- _WHAT YOU HAVE TO DO_
How do the lines below between the ones holding "single unranged request" and "served byte window", inclusive, read? Give them again exactly, with no other lines.

- _TASK INPUTS_

________

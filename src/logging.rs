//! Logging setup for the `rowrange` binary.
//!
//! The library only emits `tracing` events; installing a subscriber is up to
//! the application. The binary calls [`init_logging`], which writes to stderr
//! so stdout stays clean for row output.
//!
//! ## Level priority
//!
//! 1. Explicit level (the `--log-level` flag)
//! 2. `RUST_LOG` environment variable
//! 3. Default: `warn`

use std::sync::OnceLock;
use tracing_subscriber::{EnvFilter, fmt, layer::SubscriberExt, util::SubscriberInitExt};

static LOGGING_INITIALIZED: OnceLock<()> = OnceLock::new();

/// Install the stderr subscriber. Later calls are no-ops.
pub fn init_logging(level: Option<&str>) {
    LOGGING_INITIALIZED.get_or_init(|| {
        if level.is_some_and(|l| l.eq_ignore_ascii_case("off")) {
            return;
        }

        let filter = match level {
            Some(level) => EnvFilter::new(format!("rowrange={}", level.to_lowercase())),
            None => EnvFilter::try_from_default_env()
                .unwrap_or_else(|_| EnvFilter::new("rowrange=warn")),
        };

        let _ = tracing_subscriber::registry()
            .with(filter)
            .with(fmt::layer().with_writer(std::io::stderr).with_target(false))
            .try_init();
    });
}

________

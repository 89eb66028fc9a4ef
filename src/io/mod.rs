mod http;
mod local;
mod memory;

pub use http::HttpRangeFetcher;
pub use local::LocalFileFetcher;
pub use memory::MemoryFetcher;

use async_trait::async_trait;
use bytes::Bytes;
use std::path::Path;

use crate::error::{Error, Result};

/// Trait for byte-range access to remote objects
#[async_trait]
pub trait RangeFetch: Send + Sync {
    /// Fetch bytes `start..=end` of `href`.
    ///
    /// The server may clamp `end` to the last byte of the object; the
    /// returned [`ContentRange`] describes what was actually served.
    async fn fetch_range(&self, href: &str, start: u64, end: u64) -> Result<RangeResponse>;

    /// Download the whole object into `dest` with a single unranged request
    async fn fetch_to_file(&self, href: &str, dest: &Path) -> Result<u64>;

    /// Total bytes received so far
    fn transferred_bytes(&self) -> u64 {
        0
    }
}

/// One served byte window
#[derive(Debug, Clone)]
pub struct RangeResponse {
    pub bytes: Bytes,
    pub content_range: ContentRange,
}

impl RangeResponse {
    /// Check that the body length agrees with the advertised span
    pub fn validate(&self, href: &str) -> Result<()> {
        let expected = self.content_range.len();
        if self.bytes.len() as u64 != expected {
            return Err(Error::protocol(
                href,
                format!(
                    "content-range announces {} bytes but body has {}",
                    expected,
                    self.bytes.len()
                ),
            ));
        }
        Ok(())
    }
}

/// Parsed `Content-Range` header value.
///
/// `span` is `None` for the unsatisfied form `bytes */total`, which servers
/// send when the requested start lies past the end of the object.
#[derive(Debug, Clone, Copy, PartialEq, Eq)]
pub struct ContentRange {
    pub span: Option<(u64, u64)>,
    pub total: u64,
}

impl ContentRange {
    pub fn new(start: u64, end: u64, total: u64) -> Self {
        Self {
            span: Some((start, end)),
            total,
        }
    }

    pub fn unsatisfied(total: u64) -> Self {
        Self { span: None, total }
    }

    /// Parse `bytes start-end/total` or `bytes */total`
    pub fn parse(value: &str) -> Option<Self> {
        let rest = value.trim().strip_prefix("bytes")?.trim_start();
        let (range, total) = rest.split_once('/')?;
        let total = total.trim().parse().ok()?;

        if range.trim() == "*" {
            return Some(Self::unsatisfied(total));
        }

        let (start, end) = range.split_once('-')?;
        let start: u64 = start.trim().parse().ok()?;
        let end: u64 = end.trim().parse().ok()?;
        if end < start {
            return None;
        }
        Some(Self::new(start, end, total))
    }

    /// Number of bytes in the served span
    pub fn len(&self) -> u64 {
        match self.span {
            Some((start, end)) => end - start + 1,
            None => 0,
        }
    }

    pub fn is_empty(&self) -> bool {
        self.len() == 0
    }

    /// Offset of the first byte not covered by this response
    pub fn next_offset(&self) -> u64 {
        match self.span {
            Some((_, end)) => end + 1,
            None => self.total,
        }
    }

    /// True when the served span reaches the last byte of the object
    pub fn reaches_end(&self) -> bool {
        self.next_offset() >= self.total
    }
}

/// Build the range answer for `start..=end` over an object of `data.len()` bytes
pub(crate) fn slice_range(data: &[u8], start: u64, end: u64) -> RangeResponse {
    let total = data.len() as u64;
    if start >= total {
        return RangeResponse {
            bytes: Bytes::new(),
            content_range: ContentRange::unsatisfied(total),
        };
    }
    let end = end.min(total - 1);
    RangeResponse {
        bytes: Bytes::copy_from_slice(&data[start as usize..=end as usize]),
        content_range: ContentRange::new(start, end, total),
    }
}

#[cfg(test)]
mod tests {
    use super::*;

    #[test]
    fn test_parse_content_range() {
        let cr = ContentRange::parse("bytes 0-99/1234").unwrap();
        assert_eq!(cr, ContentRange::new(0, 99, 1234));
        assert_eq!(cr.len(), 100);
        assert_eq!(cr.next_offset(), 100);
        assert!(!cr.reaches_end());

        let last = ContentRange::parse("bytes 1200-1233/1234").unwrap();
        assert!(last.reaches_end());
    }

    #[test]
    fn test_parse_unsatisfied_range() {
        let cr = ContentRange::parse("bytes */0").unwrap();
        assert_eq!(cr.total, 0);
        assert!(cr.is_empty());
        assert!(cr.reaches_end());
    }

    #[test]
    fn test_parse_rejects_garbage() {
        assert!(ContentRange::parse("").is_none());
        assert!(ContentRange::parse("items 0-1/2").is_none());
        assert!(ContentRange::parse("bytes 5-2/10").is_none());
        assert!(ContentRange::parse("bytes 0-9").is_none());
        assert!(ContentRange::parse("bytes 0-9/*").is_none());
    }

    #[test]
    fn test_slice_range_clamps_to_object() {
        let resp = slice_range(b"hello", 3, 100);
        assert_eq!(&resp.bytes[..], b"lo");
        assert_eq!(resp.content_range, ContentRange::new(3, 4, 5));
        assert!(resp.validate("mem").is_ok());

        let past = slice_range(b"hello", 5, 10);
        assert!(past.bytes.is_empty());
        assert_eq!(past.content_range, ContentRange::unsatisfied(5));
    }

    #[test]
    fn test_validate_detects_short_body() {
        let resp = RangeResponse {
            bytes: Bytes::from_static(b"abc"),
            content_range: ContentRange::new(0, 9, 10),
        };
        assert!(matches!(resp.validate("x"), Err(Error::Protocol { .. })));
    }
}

________

- _OUTPUT BELOW_
    /// Download the whole object into `dest` with a single unranged request
    async fn fetch_to_file(&self, href: &str, dest: &Path) -> Result<u64>;

    /// Total bytes received so far
    fn transferred_bytes(&self) -> u64 {
        0
    }
}

/// One served byte window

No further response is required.